Why change? I hardly ever updated the site anyway, and so it seems like it would hardly be worth the work of switching everything over and learning a new thing. A bunch of reasons, as it turns out:

  1. I enjoy learning new things, especially techy things, and more especially if they might come in handy in the future. (See: this site, which has been through four or five different backends.)
  2. Let’s be honest; I was procrastinating on a bunch of things. Obviously that’s the best time to rewrite the website.
  3. (Now, some actual reasons.) Because I don’t update the website that often, Jekyll was getting annoying. Because Jekyll is a Ruby application, it seemed like every time I needed it my Ruby environment was somehow out of whack, or GitHub pages now needed a gem which needed to install, which means that I need to rebuild Nokogiri and figure out why it wasn’t working…and on and on.

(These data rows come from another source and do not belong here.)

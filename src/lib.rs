//! # GA Report
//!
//! Output side of the genetic optimizer experiment harness.
//!
//! ## Features
//!
//! - **Run directories**: one `results/YYYYMMDD-HHMMSS/` folder per optimizer run
//! - **Plot writer**: line charts of a metric over iterations, saved as PNG
//! - **Summary writer**: fixed-format `summary.txt` report of a run
//! - **Objective catalog**: names of the benchmark functions the optimizer minimizes
//!
//! ## Usage
//!
//! ```rust,no_run
//! use chrono::Local;
//! use ga_report::output::{plot_line_graph, OutputConfig};
//!
//! let config = OutputConfig::default();
//! let now = Local::now().naive_local();
//! let iterations = vec![1.0, 2.0, 3.0];
//! let best = vec![4.2, 1.3, 0.7];
//! plot_line_graph(&config, &iterations, &best, "Iteration", "Fitness", "Best fitness", &now)?;
//! # Ok::<(), ga_report::ReportError>(())
//! ```

use std::path::PathBuf;

// ============================================================================
// PUBLIC API MODULES
// ============================================================================

/// Benchmark objective function names
pub mod catalog;

/// Run directories, plots and summaries
pub mod output;

/// Logger setup shared by the binary and embedding harnesses
pub mod logging;

// ============================================================================
// PUBLIC API RE-EXPORTS
// ============================================================================

pub use catalog::{objective_index, objective_name, parse_objective, OBJECTIVE_FUNCTIONS};
pub use output::{
    ensure_run_dir, load_run_record, load_run_summary, parse_run_dir_name, plot_line_graph, read_series_csv,
    render_summary, run_dir, run_dir_name, sanitize_title, save_result_to_file, Figure,
    OutputConfig, RunRecord, RunSummary,
};

// ============================================================================
// ERROR TYPES
// ============================================================================

/// Main error type for the report writers
#[derive(Debug, thiserror::Error)]
pub enum ReportError {
    #[error("Objective function index {index} is outside the catalog (1..={len})")]
    UnknownObjective { index: usize, len: usize },

    #[error("Unknown objective function '{0}'")]
    UnknownObjectiveName(String),

    #[error("Invalid run summary: {0}")]
    InvalidSummary(String),

    #[error("Series length mismatch: x has {x_len} values, y has {y_len}")]
    SeriesLengthMismatch { x_len: usize, y_len: usize },

    #[error("Cannot create results directory {}: {source}", path.display())]
    CreateDir {
        path: PathBuf,
        #[source]
        source: std::io::Error,
    },

    #[error("Plot error: {0}")]
    Plot(String),

    #[error("IO error: {0}")]
    Io(#[from] std::io::Error),

    #[error("CSV error: {0}")]
    Csv(#[from] csv::Error),

    #[error("JSON error: {0}")]
    Json(#[from] serde_json::Error),
}

/// Result type alias for convenience
pub type Result<T> = std::result::Result<T, ReportError>;

// ============================================================================
// LIBRARY VERSION INFO
// ============================================================================

/// Library version information
pub const VERSION: &str = env!("CARGO_PKG_VERSION");

/// Library name
pub const NAME: &str = env!("CARGO_PKG_NAME");

/// Library description
pub const DESCRIPTION: &str = env!("CARGO_PKG_DESCRIPTION");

I read about Hugo on this Hacker News thread a few weeks back and it said one of the main advantages was that Hugo was a binary (it’s written in Go): just download it and it works.
  4. Hugo has some nice features: it’s much faster than Jekyll, and it has live-reload built in (which I’ve never used before, but is much easier than command-tabbing over to Firefox and then hitting command-R to reload). It’s like magic!

So after a bit of frustration having to do with the uglyurls setting, it’s up and running. (I was trying to keep all of the URLs the same, but ultimately I decided it was easier to use the defaults and set up a bunch of aliases, since I didn’t have that many pages anyway.) Switching to Hugo also gave me an opportunity to try out GitLab, which I’d been meaning to do for a while. GitLab Pages (who hosts this site now) has support for Hugo out of the box, and running a Hugo site on GitHub pages takes some hassle, it seemed.

GitLab Pages also lets you set up SSL for your domain, which, thanks to Let’s Encrypt, is free and relatively easy! So now my site has a fancy little green lock in the URL bar.

So that’s the new site, for now. And though I say this every time I update the site, I would like to start writing more here. I’ve made that slightly easier on myself this time around by removing all links to this blog from the main site. That way, if it turns out I don’t write here, I won’t feel so guilty. If I do, so much the better!